Qual a razão de tanto ódio contra o Presidente?

EM DIREITA 02/08/2020 Relatar 我要评论

Diante da perseguição da mídia, da imprensa, e de manifestação em redes sociais, atacando nosso presidente, vem à mente a seguinte questão:

Por que alguns “famosos” nutrem tanto ódio por Jair Messias Bolsonaro?

A resposta mais simples, neste caso é a verdadeira. É porque a população viu em Jair a esperança e a transformação de um país, de uma geração.

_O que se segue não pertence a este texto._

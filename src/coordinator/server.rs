//! Master server

use crate::common::{Error, MasterConfig, Result};
use crate::coordinator::bootstrap::ClusterBootstrap;
use crate::coordinator::http::{create_router, MasterState};
use crate::coordinator::transport::{HttpTransport, CLUSTER_PREFIX};
use std::sync::Arc;
use std::time::Duration;

pub struct MasterServer {
    config: MasterConfig,
}

impl MasterServer {
    pub fn new(config: MasterConfig) -> Self {
        Self { config }
    }

    pub async fn serve(self) -> Result<()> {
        tracing::info!("Starting master: {}", self.config.address());
        tracing::info!("  HTTP API: {}", self.config.bind_addr()?);
        tracing::info!("  Data dir: {}", self.config.data_dir.display());
        tracing::info!("  Peers: {:?}", self.config.peers);
        tracing::info!("  Pulse: {}s", self.config.pulse_seconds);

        let listener = tokio::net::TcpListener::bind(self.config.bind_addr()?).await?;
        let transport = Arc::new(HttpTransport::new(
            CLUSTER_PREFIX,
            Duration::from_millis(self.config.rpc_timeout_ms),
            self.config.max_idle_conns_per_host,
        )?);

        let (stop_tx, stop_rx) = tokio::sync::oneshot::channel::<()>();
        let mut http_task = None;
        let raft = ClusterBootstrap::new(self.config.clone())
            .start(transport, |raft| {
                let router = create_router(MasterState::new(raft));
                http_task = Some(tokio::spawn(async move {
                    axum::serve(listener, router)
                        .with_graceful_shutdown(async {
                            let _ = stop_rx.await;
                        })
                        .await
                }));
            })
            .await?;
        let Some(mut http_task) = http_task else {
            return Err(Error::Internal("HTTP server was not started".into()));
        };

        tracing::info!("✓ Master ready ({})", raft.role());

        let http_finished = tokio::select! {
            res = tokio::signal::ctrl_c() => {
                if let Err(e) = res {
                    tracing::warn!("Cannot listen for shutdown signal: {}", e);
                }
                tracing::info!("Shutting down");
                false
            }
            res = &mut http_task => {
                match res {
                    Ok(Ok(())) => tracing::warn!("HTTP server exited"),
                    Ok(Err(e)) => tracing::error!("HTTP server error: {}", e),
                    Err(e) => tracing::error!("HTTP server task failed: {}", e),
                }
                true
            }
        };

        raft.stop().await;
        let _ = stop_tx.send(());
        if !http_finished {
            let _ = http_task.await;
        }
        Ok(())
    }
}
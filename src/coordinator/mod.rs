//! Master implementation with Raft consensus
//!
//! A master is responsible for:
//! - Agreeing with its peers on a single leader
//! - Replicating topology mutations through the Raft log
//! - Resetting stale consensus state when the peer set changes
//! - Reporting leader and membership

pub mod bootstrap;
pub mod http;
pub mod peers;
pub mod raft_node;
pub mod sequencer;
pub mod server;
pub mod storage;
pub mod transport;

pub use bootstrap::ClusterBootstrap;
pub use raft_node::{ClusterStatus, RaftNode, RaftRole};
pub use server::MasterServer;
pub use transport::{HttpTransport, MemoryNetwork, Transport};
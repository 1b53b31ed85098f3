//! Error types for tidemaster

use axum::response::{IntoResponse, Response};
use thiserror::Error;

pub type Result<T> = std::result::Result<T, Error>;

#[derive(Error, Debug)]
pub enum Error {
    // === I/O Errors ===
    #[error("I/O error: {0}")]
    Io(#[from] std::io::Error),

    // === Persisted State Errors ===
    #[error("Serialization error: {0}")]
    Serialization(String),

    #[error("Corrupted data: {0}")]
    Corrupted(String),

    #[error("Checksum mismatch: expected {expected:08x}, got {actual:08x}")]
    ChecksumMismatch { expected: u32, actual: u32 },

    // === Raft Errors ===
    #[error("Not leader: current leader is {0}")]
    NotLeader(String),

    #[error("Raft error: {0}")]
    Raft(String),

    #[error("Consensus timeout")]
    ConsensusTimeout,

    #[error("Proposal cancelled by shutdown")]
    Cancelled,

    #[error("Unknown command: {0}")]
    UnknownCommand(String),

    // === Network Errors ===
    #[error("Transport error: {0}")]
    Transport(String),

    #[error("Connection failed: {0}")]
    ConnectionFailed(String),

    // === Config Errors ===
    #[error("Invalid configuration: {0}")]
    InvalidConfig(String),

    // === Startup ===
    #[error("Fatal: {0}")]
    Fatal(String),

    // === Generic ===
    #[error("Internal error: {0}")]
    Internal(String),

    #[error("{0}")]
    Other(String),
}

impl Error {
    /// Convert to HTTP status code
    pub fn to_http_status(&self) -> axum::http::StatusCode {
        use axum::http::StatusCode;
        match self {
            Error::NotLeader(_) => StatusCode::TEMPORARY_REDIRECT,
            Error::InvalidConfig(_) | Error::UnknownCommand(_) => StatusCode::BAD_REQUEST,
            Error::ConsensusTimeout => StatusCode::REQUEST_TIMEOUT,
            Error::Cancelled => StatusCode::SERVICE_UNAVAILABLE,
            Error::ConnectionFailed(_) | Error::Transport(_) => StatusCode::BAD_GATEWAY,
            _ => StatusCode::INTERNAL_SERVER_ERROR,
        }
    }
}

impl IntoResponse for Error {
    fn into_response(self) -> Response {
        let status = self.to_http_status();
        let body = match &self {
            Error::NotLeader(leader) if !leader.is_empty() => {
                serde_json::json!({ "error": self.to_string(), "leader": leader })
            }
            _ => serde_json::json!({ "error": self.to_string() }),
        };
        (status, axum::Json(body)).into_response()
    }
}

// Implement From for common error types
impl From<&str> for Error {
    fn from(s: &str) -> Self {
        Error::Other(s.to_string())
    }
}

impl From<String> for Error {
    fn from(s: String) -> Self {
        Error::Other(s)
    }
}

impl From<anyhow::Error> for Error {
    fn from(e: anyhow::Error) -> Self {
        Error::Other(e.to_string())
    }
}

impl From<serde_json::Error> for Error {
    fn from(e: serde_json::Error) -> Self {
        Error::Serialization(e.to_string())
    }
}

impl From<bincode::Error> for Error {
    fn from(e: bincode::Error) -> Self {
        Error::Serialization(e.to_string())
    }
}

impl From<reqwest::Error> for Error {
    fn from(e: reqwest::Error) -> Self {
        if e.is_connect() || e.is_timeout() {
            Error::ConnectionFailed(e.to_string())
        } else {
            Error::Transport(e.to_string())
        }
    }
}

impl From<config::ConfigError> for Error {
    fn from(e: config::ConfigError) -> Self {
        Error::InvalidConfig(e.to_string())
    }
}

#[cfg(test)]
mod tests {
    use super::*;
    use axum::http::StatusCode;

    #[test]
    fn test_http_status() {
        assert_eq!(
            Error::NotLeader(String::new()).to_http_status(),
            StatusCode::TEMPORARY_REDIRECT
        );
        assert_eq!(
            Error::ConsensusTimeout.to_http_status(),
            StatusCode::REQUEST_TIMEOUT
        );
        assert_eq!(
            Error::Corrupted("log".into()).to_http_status(),
            StatusCode::INTERNAL_SERVER_ERROR
        );
    }
}
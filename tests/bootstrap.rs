//! Cluster startup through the bootstrap sequence

mod common;

use common::eventually;
use std::path::Path;
use std::sync::Arc;
use std::time::Duration;
use tidemaster::common::MasterConfig;
use tidemaster::coordinator::{ClusterBootstrap, MemoryNetwork, RaftNode};
use tidemaster::topology::Command;

fn master(dir: &Path, port: u16, peers: &[u16], jitter_ms: (u64, u64)) -> MasterConfig {
    MasterConfig {
        ip: "10.0.0.1".into(),
        port,
        data_dir: dir.to_path_buf(),
        peers: peers.iter().map(|p| format!("http://10.0.0.1:{}", p)).collect(),
        pulse_seconds: 1,
        heartbeat_interval_ms: 20,
        rpc_timeout_ms: 50,
        propose_timeout_ms: 2_000,
        join_timeout_ms: 5_000,
        join_jitter_min_ms: jitter_ms.0,
        join_jitter_max_ms: jitter_ms.1,
        ..Default::default()
    }
}

async fn boot(network: &Arc<MemoryNetwork>, config: MasterConfig) -> Arc<RaftNode> {
    let transport = network.transport(&config.address());
    ClusterBootstrap::new(config)
        .start(transport, |node| network.install(&node))
        .await
        .unwrap()
}

/// Boot every master concurrently; jitter decides who founds the cluster
async fn boot_all(network: &Arc<MemoryNetwork>, configs: Vec<MasterConfig>) -> Vec<Arc<RaftNode>> {
    let futures = configs.into_iter().map(|config| boot(network, config));
    futures_util::future::join_all(futures).await
}

#[tokio::test]
async fn three_fresh_masters_form_one_cluster() {
    let dirs: Vec<_> = (0..3).map(|_| tempfile::tempdir().unwrap()).collect();
    let network = MemoryNetwork::new();
    let ports = [9333, 9334, 9335];

    let nodes = boot_all(
        &network,
        vec![
            master(dirs[0].path(), 9333, &ports, (0, 1)),
            master(dirs[1].path(), 9334, &ports, (300, 400)),
            master(dirs[2].path(), 9335, &ports, (300, 400)),
        ],
    )
    .await;

    assert!(nodes[0].is_leader());
    assert!(
        eventually(Duration::from_secs(3), || {
            nodes
                .iter()
                .all(|n| n.current_leader().as_deref() == Some("10.0.0.1:9333"))
        })
        .await
    );
    for node in &nodes {
        assert_eq!(node.members(), vec!["10.0.0.1:9333", "10.0.0.1:9334", "10.0.0.1:9335"]);
    }

    nodes[0].propose(Command::max_volume_id(12)).await.unwrap();
    assert!(
        eventually(Duration::from_secs(3), || {
            nodes.iter().all(|n| n.topology().max_volume_id == 12)
        })
        .await
    );
    for node in &nodes {
        node.stop().await;
    }
}

#[tokio::test]
async fn restart_with_same_peers_keeps_state() {
    let dirs: Vec<_> = (0..3).map(|_| tempfile::tempdir().unwrap()).collect();
    let network = MemoryNetwork::new();
    let ports = [9333, 9334, 9335];
    let configs = |jitter: [(u64, u64); 3]| {
        (0..3)
            .map(|i| master(dirs[i].path(), ports[i], &ports, jitter[i]))
            .collect::<Vec<_>>()
    };

    let nodes = boot_all(&network, configs([(0, 1), (300, 400), (300, 400)])).await;
    nodes[0].propose(Command::max_volume_id(30)).await.unwrap();
    assert!(
        eventually(Duration::from_secs(3), || {
            nodes.iter().all(|n| n.topology().max_volume_id == 30)
        })
        .await
    );
    for node in &nodes {
        node.stop().await;
        network.remove(node.name());
    }

    // same membership: nothing is wiped and the masters re-elect on their own
    let nodes = boot_all(&network, configs([(0, 1), (0, 1), (0, 1)])).await;
    for node in &nodes {
        assert!(!node.is_log_empty());
    }
    assert!(
        eventually(Duration::from_secs(5), || {
            nodes.iter().all(|n| n.topology().max_volume_id == 30)
                && nodes.iter().filter(|n| n.is_leader()).count() == 1
        })
        .await
    );
    for node in &nodes {
        node.stop().await;
    }
}

#[tokio::test]
async fn changed_peers_reset_state() {
    let dirs: Vec<_> = (0..3).map(|_| tempfile::tempdir().unwrap()).collect();
    let network = MemoryNetwork::new();
    let old_ports = [9333, 9334];

    let nodes = boot_all(
        &network,
        vec![
            master(dirs[0].path(), 9333, &old_ports, (0, 1)),
            master(dirs[1].path(), 9334, &old_ports, (300, 400)),
        ],
    )
    .await;
    nodes[0].propose(Command::max_volume_id(77)).await.unwrap();
    assert!(
        eventually(Duration::from_secs(3), || {
            nodes.iter().all(|n| n.topology().max_volume_id == 77)
        })
        .await
    );
    for node in &nodes {
        node.stop().await;
        network.remove(node.name());
    }

    // {A, B} -> {A, B, C}: every master starts over
    let new_ports = [9333, 9334, 9335];
    let nodes = boot_all(
        &network,
        vec![
            master(dirs[0].path(), 9333, &new_ports, (0, 1)),
            master(dirs[1].path(), 9334, &new_ports, (300, 400)),
            master(dirs[2].path(), 9335, &new_ports, (300, 400)),
        ],
    )
    .await;
    assert!(nodes[0].is_leader());
    for node in &nodes {
        assert_eq!(node.topology().max_volume_id, 0);
        assert_eq!(node.peers().len(), 2);
    }
    for node in &nodes {
        node.stop().await;
    }
}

Depois de mais de 30 anos de roubo puro e simples do nosso dinheiro. Depois de três décadas de descalabro administrativo. Depois de ver o PT construir com o nosso suado dinheirinho, portos, pontes, metrôs e rodovias em outros países, aparece o Bozo, destrói a destruição causada pelos petralhas e a gente começa a ver a casa ser colocada em ordem.

Estes famosos – ou nem tanto – agradecem à natureza pelo surgimento do monstro COVID 19; levantam a hashtag #ForcaCovid” desejando a morte do presidente, etc. Um deles, ainda teve a cara de pau de se explicar na Folha de S. Paulo:

“Jair Bolsonaro está com Covid-19. Torço para que o quadro se agrave e ele morra”.

Estes e outros formam o movimento revolucionário esquerdista em ação. A atuação não se resume aos que querem a invalidação das eleições de 2018 através da morte do presidente, ou de um golpe de Estado através das inconstitucionais artimanhas jurídicas no TSE.

O Brasil não é para iniciantes, e o movimento revolucionário atua em varias frentes, e seus objetivos diabólicos não se resumem apenas em derrubar o Jair e tomar o poder hoje, em 2020.

Eles querem destruir o Brasil de hoje, reescrever a história do Brasil de ontem e lançar as sementes para a dominação do Brasil do amanhã.

Estas são pessoas investem na maior reserva estratégica do Brasil: nossas crianças.

Eles fazem seus planos procurando trazer à geração futura coisas que chamam de conteúdo educativo, mas que, entretanto só trazem confusão para nossas crianças. Além de abrir a porta para uma infinidade de riscos para elas.

Como todos os esquerdistas, estas pessoas defendem que as crianças pertencem ao Estado, e que a influência da família deve ser reduzida.

Essas pessoas precisam entender que estas crianças têm pais.

E o mais importante: os pais destas crianças têm de entender que eles têm a obrigação legal e moral de ensinar os próprios filhos. E esta obrigação vai além do que a Constituição, o Código Civil, a moral e os bons costumes dizem.